Hosts infected with low doses of mycobacteria develop T helper cell type 1 (Th1) immunity, but at relatively higher doses, a switch to Th2 immunity occurs. Prostaglandin E 2 (PGE 2 ) is a proposed mediator of the Th1‐to‐Th2 shift of immune responses, and mycobacterial products induce PGE 2 ‐releasing macrophages (PGE 2 ‐MØ) in the mouse spleen in a dose‐dependent manner.
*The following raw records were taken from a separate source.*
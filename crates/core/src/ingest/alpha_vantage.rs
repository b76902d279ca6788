use crate::config::Settings;
use crate::domain::contract::number;
use crate::domain::stock::PricePoint;
use crate::ingest::provider::{MarketDataProvider, NewsFeedProvider};
use crate::ingest::types::{FeedItem, FeedQuery, GlobalQuote, Mover};
use anyhow::{bail, Context, Result};
use chrono::{DateTime, NaiveDate, NaiveDateTime, TimeZone, Utc};
use serde::Deserialize;
use serde_json::Value;
use std::collections::BTreeMap;

const PROVIDER: &str = "alpha_vantage";
const DEFAULT_BASE_URL: &str = "https://www.alphavantage.co";

/// Keys Alpha Vantage uses for rate-limit notices and request errors. They arrive
/// with HTTP 200 in place of the requested payload.
const MESSAGE_KEYS: [&str; 3] = ["Note", "Information", "Error Message"];

#[derive(Debug, Clone)]
pub struct AlphaVantageClient {
    http: reqwest::Client,
    base_url: String,
}

impl AlphaVantageClient {
    pub fn new(http: reqwest::Client, base_url: impl Into<String>) -> Self {
        Self {
            http,
            base_url: base_url.into(),
        }
    }

    pub fn from_settings(settings: &Settings) -> Result<Self> {
        let base_url = settings
            .alpha_vantage_base_url
            .clone()
            .unwrap_or_else(|| DEFAULT_BASE_URL.to_string());
        Ok(Self::new(settings.http_client()?, base_url))
    }

    async fn query(&self, api_key: &str, params: &[(&str, &str)]) -> Result<Value> {
        let url = format!("{}/query", self.base_url.trim_end_matches('/'));
        let function = params
            .iter()
            .find(|(k, _)| *k == "function")
            .map(|(_, v)| *v)
            .unwrap_or("unknown");

        let res = self
            .http
            .get(url)
            .query(params)
            .query(&[("apikey", api_key)])
            .send()
            .await
            .map_err(reqwest::Error::without_url)
            .with_context(|| format!("Alpha Vantage {function} request failed"))?;

        let status = res.status();
        let text = res
            .text()
            .await
            .map_err(reqwest::Error::without_url)
            .context("failed to read Alpha Vantage response")?;
        if !status.is_success() {
            bail!("Alpha Vantage {function} HTTP {status}");
        }

        let raw_json = serde_json::from_str::<Value>(&text)
            .with_context(|| format!("Alpha Vantage {function} response is not valid JSON"))?;
        check_provider_message(&raw_json)?;
        Ok(raw_json)
    }
}

#[async_trait::async_trait]
impl MarketDataProvider for AlphaVantageClient {
    fn provider_name(&self) -> &'static str {
        PROVIDER
    }

    async fn top_gainers(&self, api_key: &str) -> Result<Vec<Mover>> {
        let raw = self
            .query(api_key, &[("function", "TOP_GAINERS_LOSERS")])
            .await?;
        parse_top_gainers(raw)
    }

    async fn global_quote(&self, api_key: &str, symbol: &str) -> Result<GlobalQuote> {
        let raw = self
            .query(api_key, &[("function", "GLOBAL_QUOTE"), ("symbol", symbol)])
            .await?;
        parse_global_quote(raw, symbol)
    }

    async fn daily_closes(&self, api_key: &str, symbol: &str) -> Result<Vec<PricePoint>> {
        let raw = self
            .query(
                api_key,
                &[
                    ("function", "TIME_SERIES_DAILY"),
                    ("symbol", symbol),
                    ("outputsize", "compact"),
                ],
            )
            .await?;
        parse_daily_closes(raw)
    }
}

#[async_trait::async_trait]
impl NewsFeedProvider for AlphaVantageClient {
    fn provider_name(&self) -> &'static str {
        PROVIDER
    }

    async fn fetch_feed(&self, api_key: &str, query: &FeedQuery) -> Result<Vec<FeedItem>> {
        let limit = query.limit.to_string();
        let mut params = vec![
            ("function", "NEWS_SENTIMENT"),
            ("sort", "LATEST"),
            ("limit", limit.as_str()),
        ];
        if let Some(tickers) = query.tickers.as_deref() {
            params.push(("tickers", tickers));
        }

        let raw = self.query(api_key, &params).await?;
        parse_news_feed(raw)
    }
}

fn check_provider_message(raw: &Value) -> Result<()> {
    for key in MESSAGE_KEYS {
        if let Some(msg) = raw.get(key).and_then(Value::as_str) {
            bail!("Alpha Vantage returned {key}: {msg}");
        }
    }
    Ok(())
}

#[derive(Debug, Deserialize)]
struct GlobalQuoteEnvelope {
    #[serde(rename = "Global Quote", default)]
    quote: BTreeMap<String, Value>,
}

fn parse_global_quote(raw: Value, symbol: &str) -> Result<GlobalQuote> {
    let envelope = serde_json::from_value::<GlobalQuoteEnvelope>(raw)
        .context("failed to parse GLOBAL_QUOTE response")?;
    let field = |name: &str| envelope.quote.get(name).and_then(number);

    let price = field("05. price").with_context(|| format!("no price in quote for {symbol}"))?;
    let previous_close = field("08. previous close")
        .with_context(|| format!("no previous close in quote for {symbol}"))?;

    let symbol = envelope
        .quote
        .get("01. symbol")
        .and_then(Value::as_str)
        .unwrap_or(symbol)
        .to_string();

    Ok(GlobalQuote {
        symbol,
        price,
        previous_close,
    })
}

#[derive(Debug, Deserialize)]
struct DailySeriesEnvelope {
    #[serde(rename = "Time Series (Daily)", default)]
    series: BTreeMap<String, BTreeMap<String, Value>>,
}

fn parse_daily_closes(raw: Value) -> Result<Vec<PricePoint>> {
    let envelope = serde_json::from_value::<DailySeriesEnvelope>(raw)
        .context("failed to parse TIME_SERIES_DAILY response")?;

    let mut points: Vec<PricePoint> = envelope
        .series
        .iter()
        .filter_map(|(date, bar)| {
            let date = NaiveDate::parse_from_str(date, "%Y-%m-%d").ok()?;
            let close = bar.get("4. close").and_then(number)?;
            Some(PricePoint { date, close })
        })
        .collect();

    anyhow::ensure!(!points.is_empty(), "daily time series is empty");
    points.sort_by_key(|p| p.date);
    Ok(points)
}

#[derive(Debug, Deserialize)]
struct MoversEnvelope {
    top_gainers: Option<Vec<RawMover>>,
}

#[derive(Debug, Deserialize)]
struct RawMover {
    #[serde(default)]
    ticker: String,
    #[serde(default)]
    change_percentage: Value,
}

fn parse_top_gainers(raw: Value) -> Result<Vec<Mover>> {
    let envelope = serde_json::from_value::<MoversEnvelope>(raw)
        .context("failed to parse TOP_GAINERS_LOSERS response")?;
    let gainers = envelope
        .top_gainers
        .context("TOP_GAINERS_LOSERS response has no top_gainers")?;

    Ok(gainers
        .into_iter()
        .filter(|m| !m.ticker.trim().is_empty())
        .filter_map(|m| {
            Some(Mover {
                change_percentage: number(&m.change_percentage)?,
                ticker: m.ticker.trim().to_string(),
            })
        })
        .collect())
}

#[derive(Debug, Deserialize)]
struct NewsEnvelope {
    feed: Option<Vec<RawFeedItem>>,
}

#[derive(Debug, Deserialize)]
struct RawFeedItem {
    #[serde(default)]
    title: String,
    #[serde(default)]
    url: String,
    #[serde(default)]
    summary: Option<String>,
    #[serde(default)]
    source: Option<String>,
    #[serde(default)]
    time_published: Option<String>,
    #[serde(default)]
    overall_sentiment_score: Value,
    #[serde(default)]
    topics: Vec<RawTopic>,
}

#[derive(Debug, Deserialize)]
struct RawTopic {
    #[serde(default)]
    topic: String,
}

fn parse_news_feed(raw: Value) -> Result<Vec<FeedItem>> {
    let envelope =
        serde_json::from_value::<NewsEnvelope>(raw).context("failed to parse NEWS_SENTIMENT response")?;
    let feed = envelope
        .feed
        .context("NEWS_SENTIMENT response has no feed array")?;

    Ok(feed
        .into_iter()
        .filter(|item| !item.title.trim().is_empty())
        .map(|item| FeedItem {
            title: item.title.trim().to_string(),
            summary: item.summary.filter(|s| !s.trim().is_empty()),
            source: item.source.filter(|s| !s.trim().is_empty()),
            url: item.url,
            published_at: item.time_published.as_deref().and_then(parse_time_published),
            sentiment_score: number(&item.overall_sentiment_score),
            topics: item
                .topics
                .into_iter()
                .map(|t| t.topic)
                .filter(|t| !t.is_empty())
                .collect(),
        })
        .collect())
}

/// `20240115T123000` (seconds optional) in UTC.
fn parse_time_published(raw: &str) -> Option<DateTime<Utc>> {
    let naive = NaiveDateTime::parse_from_str(raw, "%Y%m%dT%H%M%S")
        .or_else(|_| NaiveDateTime::parse_from_str(raw, "%Y%m%dT%H%M"))
        .ok()?;
    Some(Utc.from_utc_datetime(&naive))
}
Splenic PGE 2 ‐M Ø from Balb/c mice, given 0.01 or 1 mg heat‐killed (HK) Mycobacterium bovis bacillus Calmette‐Guerin (BCG) intraperitoneally (i.p.), were characterized by the ex vivo release of PGE 2 (>10 ng/10 6 cells), cytokine production, and expression of PGG/H synthase (PGHS)‐1, PGHS‐2, cytosolic PGE synthase (PGES), and microsomal PGES‐1. At Day 14 after the treatment, mice treated with 1 mg, but not 0.01 mg, BCG had increased levels of PGHS‐2 + PGE 2 ‐MØ, total serum immunoglobulin E (IgE), and serum IgG1 antibodies (Th2 responses) against heat shock protein 65 and purified protein derivative. Cultures of spleen cells isolated from these mice expressed interleukin (IL)‐4 and IL‐10 in recall responses. Treatment of mice receiving 1 mg BCG with NS‐398 (a PGHS‐2 inhibitor, 10 mg/kg i.p., daily) resulted in enhanced interferon‐γ (IFN‐γ) production with reduced IL‐4 and IL‐10 production in recall responses. This treatment also resulted in decreased total serum IgE levels. Treatment of C57Bl/6 mice with HK‐BCG (0.5 mg dose) also induced a mixture of Th1 and Th2 responses, although IFN‐γ production was markedly increased, and IL‐4 was decreased compared with Balb/c mice. Thus, our results indicate that by 14 days following treatment of mice with high doses of HK‐BCG, splenic PGE 2 ‐MØ formation is associated with a PGHS‐2‐dependent shift from Th1‐to‐Th2 immune responses.